Einer der wichtigsten Hebel für die Ernährungswende hat indes gar nichts damit zu tun, ob es sich um ein tierisches oder veganes Lebensmittel handelt: übermäßige Verschwendung. "Wenn Nahrungsmittel erst einmal gekocht sind und dann weggeschmissen werden, verliert man nicht nur das Essen selbst", erklärt Reinhardt. "Dann wird nämlich auch die Energie verschwendet, die für Kühlung, Zubereitung und Transport angefallen ist."

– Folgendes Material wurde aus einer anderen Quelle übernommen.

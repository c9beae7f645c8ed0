//! Dispatcher and executor settings.

use crate::error::{JobError, JobResult};
use serde::{Deserialize, Serialize};

/// Whether unique jobs on different queues can be duplicates of each other.
#[derive(Debug, Clone, Copy, PartialEq, Eq, Default, Serialize, Deserialize)]
#[serde(rename_all = "lowercase")]
pub enum UniqueScope {
    /// The queue name is part of the dedup key.
    #[default]
    Queue,
    /// Identical calls collide across queues.
    Global,
}

impl UniqueScope {
    /// Parse `queue` or `global`.
    pub fn parse(s: &str) -> Option<Self> {
        match s.trim().to_lowercase().as_str() {
            "queue" => Some(Self::Queue),
            "global" => Some(Self::Global),
            _ => None,
        }
    }
}

/// Settings shared by producers and workers. Both sides must agree on
/// `unique_scope`, `unique_jobs_table` and `key_prefix`.
#[derive(Debug, Clone, PartialEq, Serialize, Deserialize)]
#[serde(default)]
pub struct DelayConfig {
    /// Queue used when neither the call nor the receiver names one.
    pub default_queue: String,
    /// Queue scoping of the dedup key.
    pub unique_scope: UniqueScope,
    /// Hash holding dedup key -> latest job id.
    pub unique_jobs_table: String,
    /// Set holding outstanding tracking tags.
    pub tracked_jobs_set: String,
    /// Prefix for every key the Redis store and backend write.
    pub key_prefix: String,
}

impl Default for DelayConfig {
    fn default() -> Self {
        Self {
            default_queue: "default".to_string(),
            unique_scope: UniqueScope::default(),
            unique_jobs_table: "unique_jobs".to_string(),
            tracked_jobs_set: "tracked_jobs".to_string(),
            key_prefix: "delayed".to_string(),
        }
    }
}

impl DelayConfig {
    /// Create a builder.
    pub fn builder() -> DelayConfigBuilder {
        DelayConfigBuilder::new()
    }

    /// Builder seeded from `DELAYED_DEFAULT_QUEUE`, `DELAYED_UNIQUE_SCOPE`,
    /// `DELAYED_UNIQUE_TABLE`, `DELAYED_TRACKING_SET` and `DELAYED_KEY_PREFIX`.
    pub fn from_env() -> JobResult<DelayConfigBuilder> {
        let mut builder = DelayConfigBuilder::new();

        if let Ok(queue) = std::env::var("DELAYED_DEFAULT_QUEUE") {
            builder = builder.default_queue(queue);
        }

        if let Ok(scope) = std::env::var("DELAYED_UNIQUE_SCOPE") {
            let scope = UniqueScope::parse(&scope).ok_or_else(|| {
                JobError::Config(format!(
                    "DELAYED_UNIQUE_SCOPE must be `queue` or `global`, got `{}`",
                    scope
                ))
            })?;
            builder = builder.unique_scope(scope);
        }

        if let Ok(table) = std::env::var("DELAYED_UNIQUE_TABLE") {
            builder = builder.unique_jobs_table(table);
        }

        if let Ok(set) = std::env::var("DELAYED_TRACKING_SET") {
            builder = builder.tracked_jobs_set(set);
        }

        if let Ok(prefix) = std::env::var("DELAYED_KEY_PREFIX") {
            builder = builder.key_prefix(prefix);
        }

        Ok(builder)
    }

    /// Parse a TOML document. Missing keys keep their defaults.
    ///
    /// ```
    /// use delayed_jobs::{DelayConfig, UniqueScope};
    ///
    /// let config = DelayConfig::from_toml_str(r#"
    ///     default_queue = "mailers"
    ///     unique_scope = "global"
    /// "#).unwrap();
    ///
    /// assert_eq!(config.default_queue, "mailers");
    /// assert_eq!(config.unique_scope, UniqueScope::Global);
    /// assert_eq!(config.unique_jobs_table, "unique_jobs");
    /// ```
    pub fn from_toml_str(content: &str) -> JobResult<Self> {
        let config: Self = toml::from_str(content)
            .map_err(|e| JobError::Config(format!("TOML parse error: {}", e)))?;
        config.validate()?;
        Ok(config)
    }

    /// Reject empty names.
    pub fn validate(&self) -> JobResult<()> {
        for (name, value) in [
            ("default_queue", &self.default_queue),
            ("unique_jobs_table", &self.unique_jobs_table),
            ("tracked_jobs_set", &self.tracked_jobs_set),
        ] {
            if value.trim().is_empty() {
                return Err(JobError::Config(format!("{} must not be empty", name)));
            }
        }
        Ok(())
    }

    /// Prefix `suffix` with [`DelayConfig::key_prefix`].
    pub fn key(&self, suffix: &str) -> String {
        if self.key_prefix.is_empty() {
            suffix.to_string()
        } else {
            format!("{}:{}", self.key_prefix, suffix)
        }
    }
}

/// Builder for [`DelayConfig`].
#[derive(Debug, Default)]
pub struct DelayConfigBuilder {
    config: DelayConfig,
}

impl DelayConfigBuilder {
    /// Builder with defaults.
    pub fn new() -> Self {
        Self::default()
    }

    /// Set the default queue.
    pub fn default_queue(mut self, queue: impl Into<String>) -> Self {
        self.config.default_queue = queue.into();
        self
    }

    /// Set the unique scope.
    pub fn unique_scope(mut self, scope: UniqueScope) -> Self {
        self.config.unique_scope = scope;
        self
    }

    /// Set the dedup registry hash name.
    pub fn unique_jobs_table(mut self, table: impl Into<String>) -> Self {
        self.config.unique_jobs_table = table.into();
        self
    }

    /// Set the tracking set name.
    pub fn tracked_jobs_set(mut self, set: impl Into<String>) -> Self {
        self.config.tracked_jobs_set = set.into();
        self
    }

    /// Set the Redis key prefix.
    pub fn key_prefix(mut self, prefix: impl Into<String>) -> Self {
        self.config.key_prefix = prefix.into();
        self
    }

    /// Build and validate.
    pub fn build(self) -> JobResult<DelayConfig> {
        self.config.validate()?;
        Ok(self.config)
    }
}
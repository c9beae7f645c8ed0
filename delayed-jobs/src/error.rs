//! Error types for dispatch and execution.

use thiserror::Error;

/// Result type for job operations.
pub type JobResult<T> = Result<T, JobError>;

/// Error raised by a receiver's method.
pub type BoxError = Box<dyn std::error::Error + Send + Sync>;

/// Job errors.
///
/// A stale unique duplicate and a vanished entity are not errors; the
/// executor reports them as [`Outcome`](crate::Outcome) variants.
#[derive(Debug, Error)]
pub enum JobError {
    /// The receiver does not answer the requested method.
    #[error("undefined method `{method}` for {receiver}")]
    UnknownMethod {
        /// Receiver name.
        receiver: String,
        /// Requested method.
        method: String,
    },

    /// No receiver is registered under this name.
    #[error("No receiver registered for: {0}")]
    UnknownReceiver(String),

    /// A class or entity reference is malformed.
    #[error("Invalid reference: {0}")]
    InvalidReference(String),

    /// An extra param uses a reserved envelope key.
    #[error("Param key `{0}` is reserved by the envelope")]
    InvalidParam(String),

    /// A dequeued payload cannot be executed.
    #[error("Invalid envelope: {0}")]
    InvalidEnvelope(String),

    /// Serialization error
    #[error("Serialization error: {0}")]
    Serialization(String),

    /// Deserialization error
    #[error("Deserialization error: {0}")]
    Deserialization(String),

    /// Redis error
    #[error(transparent)]
    Redis(#[from] delayed_redis::RedisError),

    /// Configuration error
    #[error("Configuration error: {0}")]
    Config(String),

    /// Failure raised by the invoked method, passed through untouched.
    #[error(transparent)]
    Perform(BoxError),

    /// Worker not running
    #[error("Worker not running")]
    WorkerNotRunning,

    /// Worker already running
    #[error("Worker already running")]
    WorkerAlreadyRunning,
}

impl JobError {
    /// The receiver's own error, if this is one.
    pub fn perform_error(&self) -> Option<&(dyn std::error::Error + Send + Sync + 'static)> {
        match self {
            Self::Perform(e) => Some(e.as_ref()),
            _ => None,
        }
    }
}
//! Collaborator traits: the queue backend and the shared state store.

use crate::envelope::Envelope;
use crate::error::JobResult;
use async_trait::async_trait;
use chrono::{DateTime, Duration, Utc};

/// Transport that holds envelopes until a worker takes them.
#[async_trait]
pub trait QueueBackend: Send + Sync {
    /// Append to `queue` for immediate processing.
    async fn enqueue(&self, queue: &str, envelope: &Envelope) -> JobResult<()>;

    /// Hold until `at`, then move to `queue`.
    async fn enqueue_at(&self, queue: &str, at: DateTime<Utc>, envelope: &Envelope)
    -> JobResult<()>;

    /// Hold for `delay`, then move to `queue`.
    async fn enqueue_in(&self, queue: &str, delay: Duration, envelope: &Envelope) -> JobResult<()> {
        self.enqueue_at(queue, Utc::now() + delay, envelope).await
    }

    /// Whether an identical envelope is waiting in the delayed schedule for
    /// `queue`.
    async fn delayed_job_exists(&self, queue: &str, envelope: &Envelope) -> JobResult<bool>;

    /// Take the next ready envelope from `queue`.
    async fn dequeue(&self, queue: &str) -> JobResult<Option<Envelope>>;

    /// Move every scheduled envelope due at `now` onto its queue. Returns
    /// how many moved.
    async fn promote_due(&self, now: DateTime<Utc>) -> JobResult<usize>;
}

/// Key-value store with atomic single-key string, hash and set operations.
#[async_trait]
pub trait StateStore: Send + Sync {
    /// Set string `key`, overwriting.
    async fn value_set(&self, key: &str, value: &str) -> JobResult<()>;

    /// Read string `key`.
    async fn value_get(&self, key: &str) -> JobResult<Option<String>>;

    /// Remove string `key`. Returns whether it existed.
    async fn value_delete(&self, key: &str) -> JobResult<bool>;

    /// Set `field` in hash `table`, overwriting.
    async fn hash_set(&self, table: &str, field: &str, value: &str) -> JobResult<()>;

    /// Read `field` from hash `table`.
    async fn hash_get(&self, table: &str, field: &str) -> JobResult<Option<String>>;

    /// Remove `field` from hash `table`. Returns whether it existed.
    async fn hash_delete(&self, table: &str, field: &str) -> JobResult<bool>;

    /// Add `member` to `set`. Returns whether it was new.
    async fn set_add(&self, set: &str, member: &str) -> JobResult<bool>;

    /// Remove `member` from `set`. Returns whether it was present.
    async fn set_remove(&self, set: &str, member: &str) -> JobResult<bool>;

    /// Whether `member` is in `set`.
    async fn set_contains(&self, set: &str, member: &str) -> JobResult<bool>;
}
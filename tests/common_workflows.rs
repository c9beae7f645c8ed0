//! Integration tests for common delayed workflows.
//!
//! These tests wire a dispatcher, executor and worker together over the
//! in-memory backends and verify the most common use cases end to end.

use delayed::prelude::*;
use delayed::{DedupKey, Decoded, Codec};
use parking_lot::Mutex;
use serde_json::json;
use std::any::Any;
use std::collections::HashMap;
use std::sync::Arc;

// =============================================================================
// Domain fixtures
// =============================================================================

#[derive(Debug)]
struct User {
    id: u32,
    email: String,
}

impl Entity for User {
    fn kind(&self) -> &str {
        "User"
    }

    fn id(&self) -> String {
        self.id.to_string()
    }

    fn as_any(&self) -> &dyn Any {
        self
    }
}

/// Resolver over a fixed table, standing in for a database.
#[derive(Default)]
struct UserTable {
    rows: Mutex<HashMap<String, Arc<User>>>,
}

impl UserTable {
    fn insert(&self, user: User) {
        self.rows.lock().insert(user.id.to_string(), Arc::new(user));
    }

    fn delete(&self, id: u32) {
        self.rows.lock().remove(&id.to_string());
    }
}

#[async_trait]
impl EntityResolver for UserTable {
    async fn resolve(&self, kind: &str, id: &str) -> JobResult<Option<Arc<dyn Entity>>> {
        if kind != "User" {
            return Ok(None);
        }
        Ok(self
            .rows
            .lock()
            .get(id)
            .cloned()
            .map(|user| user as Arc<dyn Entity>))
    }
}

/// Hand-written receiver with a default queue.
struct Mailer {
    sent: Mutex<Vec<String>>,
}

#[async_trait]
impl Receiver for Mailer {
    fn name(&self) -> &str {
        "User"
    }

    fn responds_to(&self, method: &str) -> bool {
        matches!(method, "send_welcome" | "send_digest")
    }

    fn queue(&self) -> Option<&str> {
        Some("mailers")
    }

    async fn perform(
        &self,
        target: &Resolved,
        method: &str,
        args: &[Resolved],
    ) -> Result<(), BoxError> {
        let user = target.entity::<User>().ok_or("target is not a user")?;
        let extra = args.first().and_then(Resolved::as_str).unwrap_or("");
        self.sent
            .lock()
            .push(format!("{} -> {} {}", method, user.email, extra).trim_end().to_string());
        Ok(())
    }
}

struct Stack {
    backend: Arc<MemoryBackend>,
    users: Arc<UserTable>,
    mailer: Arc<Mailer>,
    dispatcher: Dispatcher,
    worker: Worker,
}

fn stack() -> Stack {
    let mailer = Arc::new(Mailer {
        sent: Mutex::new(Vec::new()),
    });
    let receivers = Arc::new(ReceiverRegistry::new());
    receivers.register_arc(mailer.clone());

    let backend = Arc::new(MemoryBackend::new());
    let store = Arc::new(MemoryStore::new());
    let users = Arc::new(UserTable::default());
    let config = DelayConfig::default();

    let dispatcher = Dispatcher::new(
        backend.clone(),
        store.clone(),
        receivers.clone(),
        config.clone(),
    );
    let executor = Executor::new(users.clone(), store, receivers, &config);
    let worker = Worker::with_config(
        backend.clone(),
        Arc::new(executor),
        ["mailers", "default"],
        WorkerConfig {
            log_execution: false,
            ..WorkerConfig::default()
        },
    );

    Stack {
        backend,
        users,
        mailer,
        dispatcher,
        worker,
    }
}

async fn run_all(worker: &Worker) -> Vec<Outcome> {
    let mut outcomes = Vec::new();
    while let Some(outcome) = worker.work_once().await.unwrap() {
        outcomes.push(outcome);
    }
    outcomes
}

fn alice() -> User {
    User {
        id: 1,
        email: "alice@example.com".into(),
    }
}

// =============================================================================
// Workflows
// =============================================================================

#[tokio::test]
async fn test_welcome_mail_goes_to_receiver_queue() {
    let stack = stack();
    stack.users.insert(alice());

    let dispatched = stack
        .dispatcher
        .delay(Reference::entity("User", 1))
        .call("send_welcome", &[])
        .await
        .unwrap();

    assert_eq!(dispatched.queue(), "mailers");
    assert_eq!(run_all(&stack.worker).await, vec![Outcome::Performed]);
    assert_eq!(
        *stack.mailer.sent.lock(),
        vec!["send_welcome -> alice@example.com".to_string()]
    );
}

#[tokio::test]
async fn test_repeated_digest_collapses_to_latest() {
    let stack = stack();
    stack.users.insert(alice());

    for edition in ["monday", "tuesday", "tuesday"] {
        stack
            .dispatcher
            .delay(Reference::entity("User", 1))
            .unique()
            .call("send_digest", &[Reference::value(edition)])
            .await
            .unwrap();
    }

    let outcomes = run_all(&stack.worker).await;
    assert_eq!(
        outcomes,
        vec![
            Outcome::Performed,
            Outcome::StaleDuplicate,
            Outcome::Performed
        ]
    );
    assert_eq!(
        *stack.mailer.sent.lock(),
        vec![
            "send_digest -> alice@example.com monday".to_string(),
            "send_digest -> alice@example.com tuesday".to_string(),
        ]
    );
}

#[tokio::test]
async fn test_scheduled_mail_runs_once_due() {
    let stack = stack();
    stack.users.insert(alice());

    stack
        .dispatcher
        .delay(Reference::entity("User", 1))
        .at(chrono::Utc::now() - chrono::Duration::seconds(1))
        .throttle()
        .call("send_welcome", &[])
        .await
        .unwrap();
    stack
        .dispatcher
        .delay(Reference::entity("User", 1))
        .after(chrono::Duration::hours(1))
        .call("send_digest", &[])
        .await
        .unwrap();

    assert_eq!(stack.backend.schedule_size(), 2);
    assert_eq!(run_all(&stack.worker).await, vec![Outcome::Performed]);
    assert_eq!(stack.backend.schedule_size(), 1);
    assert_eq!(stack.backend.scheduled("mailers")[0].1.method, "send_digest");
}

#[tokio::test]
async fn test_deleted_user_is_skipped() {
    let stack = stack();
    stack.users.insert(alice());

    stack
        .dispatcher
        .delay(Reference::entity("User", 1))
        .call("send_welcome", &[])
        .await
        .unwrap();
    stack.users.delete(1);

    assert_eq!(
        run_all(&stack.worker).await,
        vec![Outcome::EntityGone(Reference::entity("User", 1))]
    );
    assert!(stack.mailer.sent.lock().is_empty());
}

#[tokio::test]
async fn test_unknown_method_is_rejected_at_dispatch() {
    let stack = stack();
    let result = stack
        .dispatcher
        .delay(Reference::entity("User", 1))
        .call("send_invoice", &[])
        .await;

    assert!(matches!(result, Err(JobError::UnknownMethod { .. })));
    assert_eq!(stack.backend.queue_size("mailers"), 0);
}

// =============================================================================
// Wire format
// =============================================================================

#[test]
fn test_envelope_wire_format() {
    let mut envelope = Envelope::build(
        &Reference::class("Reports::Nightly"),
        "generate",
        &[Reference::value(2024), Reference::entity("User", 1)],
    )
    .unwrap()
    .with_tracking_tag("nightly");
    envelope.job_instance_id = Some("default_1".into());

    assert_eq!(
        envelope.to_canonical_value().unwrap(),
        json!({
            "obj": "CLASS:Reports::Nightly",
            "method": "generate",
            "args": [2024, "ENTITY:User:1"],
            "job_id": "default_1",
            "tracked": "nightly"
        })
    );
}

#[test]
fn test_dedup_key_is_hex_sha256() {
    let envelope = Envelope::build(&Reference::class("Report"), "run", &[]).unwrap();
    let key = DedupKey::compute(&envelope, None).unwrap();
    assert_eq!(key.as_str().len(), 64);
    assert!(key.as_str().chars().all(|c| c.is_ascii_hexdigit()));
}

#[tokio::test]
async fn test_codec_round_trip_through_custom_resolver() {
    let users = Arc::new(UserTable::default());
    users.insert(alice());
    let codec = Codec::new(users);

    for reference in [
        Reference::value(42),
        Reference::class("Report"),
        Reference::entity("User", 1),
    ] {
        let wire = Codec::encode(&reference).unwrap();
        match codec.decode(&wire).await.unwrap() {
            Decoded::Found(resolved) => assert_eq!(resolved.reference(), reference),
            Decoded::Gone(gone) => panic!("unexpected gone: {}", gone),
        }
    }
}

#[test]
fn test_config_from_toml() {
    let config = DelayConfig::from_toml_str(
        r#"
        default_queue = "jobs"
        key_prefix = "app"
        "#,
    )
    .unwrap();

    assert_eq!(config.default_queue, "jobs");
    assert_eq!(config.key("queue:jobs"), "app:queue:jobs");
    assert_eq!(config.unique_scope, UniqueScope::Queue);
}
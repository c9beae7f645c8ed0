//! Redis connection pool.

use bb8::{Pool, PooledConnection};
use bb8_redis::RedisConnectionManager;
use redis::aio::MultiplexedConnection;
use std::ops::{Deref, DerefMut};
use tracing::info;

use crate::{RedisConfig, RedisError, Result};

/// Type alias for the connection pool.
pub type RedisPool = Pool<RedisConnectionManager>;

/// A pooled Redis connection.
pub struct RedisConnection<'a> {
    conn: PooledConnection<'a, RedisConnectionManager>,
}

impl<'a> RedisConnection<'a> {
    /// Wrap a pooled connection.
    pub fn new(conn: PooledConnection<'a, RedisConnectionManager>) -> Self {
        Self { conn }
    }
}

impl Deref for RedisConnection<'_> {
    type Target = MultiplexedConnection;

    fn deref(&self) -> &Self::Target {
        &self.conn
    }
}

impl DerefMut for RedisConnection<'_> {
    fn deref_mut(&mut self) -> &mut Self::Target {
        &mut self.conn
    }
}

/// Builds and verifies a pool.
pub struct RedisPoolBuilder {
    config: RedisConfig,
}

impl RedisPoolBuilder {
    /// Create a new pool builder.
    pub fn new(config: RedisConfig) -> Self {
        Self { config }
    }

    /// Build the pool and PING once through it.
    pub async fn build(self) -> Result<RedisPool> {
        if self.config.pool_size == 0 {
            return Err(RedisError::Config("pool_size must be at least 1".into()));
        }

        let manager = RedisConnectionManager::new(self.config.connection_url())
            .map_err(|e| RedisError::Config(e.to_string()))?;

        let pool = Pool::builder()
            .max_size(self.config.pool_size)
            .min_idle(self.config.min_idle)
            .connection_timeout(self.config.connection_timeout)
            .build(manager)
            .await
            .map_err(|e| RedisError::Connection(e.to_string()))?;

        {
            let mut conn = pool.get().await?;
            let _: String = redis::cmd("PING")
                .query_async(&mut *conn)
                .await
                .map_err(|e| RedisError::Connection(e.to_string()))?;
        }

        info!(
            pool_size = self.config.pool_size,
            url = %self.config.url,
            "Redis connection pool created"
        );

        Ok(pool)
    }
}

Und was ist nun mit jenen, die etwas für die Umwelt tun möchten, ohne komplett auf das gelegentliche Schnitzel oder den leckeren französischen Käse zu verzichten? Rund zwölf Prozent der Deutschen sehen sich aktuell als Flexitarier – eine Esskultur, die sich weitgehend auf vegetarische und vegane Produkte fokussiert, ohne den bewussten und sparsamen Konsum tierischer Nahrungsmittel auszuschließen. "Solche ausgewogenen Ansätze halte ich für überaus sinnvoll", resümiert Reinhardt. "Das haben wir auch in unseren Ifeu-Leitlinien für eine nachhaltige Ernährung deutlich gemacht: Wer weniger Fleisch und Milchprodukte zu sich nimmt, tut der Umwelt schon einen großen Gefallen." So ein bewusster Konsum könne am Ende mehr helfen als viele Extremforderungen.